[[ THE DATA open ]]

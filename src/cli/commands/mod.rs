//! Command implementations for respira.

mod completions;
mod config;
mod start;
mod techniques;

pub use completions::completions;
pub use config::config;
pub use start::start;
pub use techniques::techniques;

use tracing::warn;

use crate::audio::{CueEmitter, SilentCue, ToneCue};
use crate::cli::args::SessionArgs;
use crate::config::Config;
use crate::core::SessionDuration;
use crate::session::TechniqueId;

/// Fully resolved session settings: CLI arguments override the config file,
/// which overrides built-in defaults.
#[derive(Debug, Clone, Copy)]
pub struct SessionSettings {
    pub technique: TechniqueId,
    pub duration: SessionDuration,
    pub sound: bool,
}

impl SessionSettings {
    /// Merge command-line arguments over config-file defaults.
    #[must_use]
    pub fn resolve(args: &SessionArgs, config: &Config) -> Self {
        let sound = if args.no_sound {
            false
        } else if args.sound {
            true
        } else {
            config.session.sound
        };

        Self {
            technique: args.technique.unwrap_or(config.session.technique),
            duration: args
                .duration
                .map_or(config.session.duration, SessionDuration::from),
            sound,
        }
    }
}

/// Build the cue emitter for a session.
///
/// Sound disabled, or no usable output device, yields the silent emitter;
/// audio problems never prevent a session from starting.
#[must_use]
pub fn build_cue(sound: bool, config: &Config) -> Box<dyn CueEmitter> {
    if !sound {
        return Box::new(SilentCue);
    }
    match ToneCue::new(
        config.audio.frequency_hz,
        config.audio.length_ms,
        config.audio.gain,
    ) {
        Ok(cue) => Box::new(cue),
        Err(e) => {
            warn!("audio unavailable, continuing without sound: {e}");
            Box::new(SilentCue)
        }
    }
}

#[cfg(test)]
mod tests {
    use super::*;

    #[test]
    fn test_resolve_prefers_cli_args() {
        let mut config = Config::default();
        config.session.technique = TechniqueId::Box;
        config.session.sound = true;

        let args = SessionArgs {
            technique: Some(TechniqueId::FourSevenEight),
            duration: None,
            sound: false,
            no_sound: true,
        };

        let settings = SessionSettings::resolve(&args, &config);
        assert_eq!(settings.technique, TechniqueId::FourSevenEight);
        assert_eq!(settings.duration, config.session.duration);
        assert!(!settings.sound);
    }

    #[test]
    fn test_resolve_falls_back_to_config() {
        let mut config = Config::default();
        config.session.technique = TechniqueId::Box;
        config.session.duration = SessionDuration::Unbounded;
        config.session.sound = false;

        let settings = SessionSettings::resolve(&SessionArgs::default(), &config);
        assert_eq!(settings.technique, TechniqueId::Box);
        assert_eq!(settings.duration, SessionDuration::Unbounded);
        assert!(!settings.sound);
    }

    #[test]
    fn test_build_cue_silent_when_sound_off() {
        // Must not touch any audio device when sound is disabled.
        let cue = build_cue(false, &Config::default());
        drop(cue);
    }
}
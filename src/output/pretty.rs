//! Pretty (colored, human-readable) output formatting for respira.

use colored::Colorize;

use crate::core::format_duration;
use crate::session::{SessionSummary, Technique};

/// Format the technique catalog for humans.
#[must_use]
pub fn format_techniques_pretty(techniques: &[&Technique]) -> String {
    let mut output = Vec::new();
    output.push("Breathing Techniques".bold().to_string());
    output.push("─".repeat(48));

    for technique in techniques {
        output.push(String::new());
        let cycle = format_duration(technique.cycle_duration());
        output.push(format!(
            "{} {}",
            technique.name.cyan().bold(),
            format!("({cycle} per cycle)").dimmed()
        ));
        output.push(format!("  {}", technique.description));

        let steps = technique
            .phases
            .iter()
            .map(|p| format!("{} {}s", p.label, p.seconds))
            .collect::<Vec<_>>()
            .join(" → ");
        output.push(format!("  {}", steps.dimmed()));
    }

    output.join("\n")
}

/// Format a finished-session summary for humans.
#[must_use]
pub fn format_summary_pretty(summary: &SessionSummary) -> String {
    let technique = summary.technique.technique();
    let elapsed = format_duration(std::time::Duration::from_secs(summary.elapsed_secs));
    let ending = if summary.auto_stopped {
        "completed"
    } else {
        "stopped"
    };

    let mut output = Vec::new();
    output.push(format!("Session {}", ending.green()));
    output.push(format!("  Technique: {}", technique.name));
    output.push(format!("  Time:      {elapsed}"));
    output.push(format!("  Phases:    {}", summary.phases_completed));
    output.join("\n")
}

/// Render a progress bar.
#[must_use]
#[allow(
    clippy::cast_possible_truncation,
    clippy::cast_sign_loss,
    clippy::cast_precision_loss
)]
pub fn render_progress_bar(progress: f64, width: usize) -> String {
    let filled = (progress.clamp(0.0, 1.0) * width as f64) as usize;
    let empty = width.saturating_sub(filled);

    format!("[{}{}]", "█".repeat(filled), "░".repeat(empty))
}

#[cfg(test)]
mod tests {
    use super::*;
    use crate::session::{all_techniques, TechniqueId};

    #[test]
    fn test_format_techniques_pretty() {
        let result = format_techniques_pretty(&all_techniques());

        assert!(result.contains("Box Breathing"));
        assert!(result.contains("Inhale for 4, hold for 7, exhale for 8."));
        assert!(result.contains("Breathe In 4s"));
    }

    #[test]
    fn test_format_summary_pretty() {
        let summary = SessionSummary {
            technique: TechniqueId::FourSevenEight,
            elapsed_secs: 120,
            phases_completed: 19,
            auto_stopped: true,
        };
        let result = format_summary_pretty(&summary);

        assert!(result.contains("completed"));
        assert!(result.contains("4-7-8"));
        assert!(result.contains("2 minutes"));
        assert!(result.contains("19"));
    }

    #[test]
    fn test_render_progress_bar() {
        let bar = render_progress_bar(0.5, 10);
        assert!(bar.contains("█████"));
        assert!(bar.contains("░░░░░"));

        // Clamped outside 0..1
        assert_eq!(render_progress_bar(2.0, 4), "[████]");
        assert_eq!(render_progress_bar(-1.0, 4), "[░░░░]");
    }
}
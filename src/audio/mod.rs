//! Audio cue playback.
//!
//! Phase transitions are marked with a short sine tone. Playback is strictly
//! best-effort: a missing or broken audio device must never interrupt the
//! session, so failures are logged and swallowed.

pub mod tone;

pub use tone::ToneCue;

/// Emits the phase-transition cue.
///
/// `emit` is fire-and-forget: implementations must not panic and have no
/// error to return. The emitter owns its audio handle for its lifetime and
/// releases it on drop.
#[cfg_attr(test, mockall::automock)]
pub trait CueEmitter {
    /// Play one short cue tone.
    fn emit(&mut self);
}

/// Cue emitter that does nothing.
///
/// Used when no audio device is available or sound is disabled up front.
#[derive(Debug, Default, Clone, Copy)]
pub struct SilentCue;

impl CueEmitter for SilentCue {
    fn emit(&mut self) {}
}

[[ THE DATA closed ]]

WHAT THE EXERCISE ASKS: Each line from the one containing "#[cfg_attr(test, mockall::automock)]" to the end of the records should be echoed exactly, and no other line.

OUTPUT:
#[cfg_attr(test, mockall::automock)]
pub trait CueEmitter {
    /// Play one short cue tone.
    fn emit(&mut self);
}

/// Cue emitter that does nothing.
///
/// Used when no audio device is available or sound is disabled up front.
#[derive(Debug, Default, Clone, Copy)]
pub struct SilentCue;

impl CueEmitter for SilentCue {
    fn emit(&mut self) {}
}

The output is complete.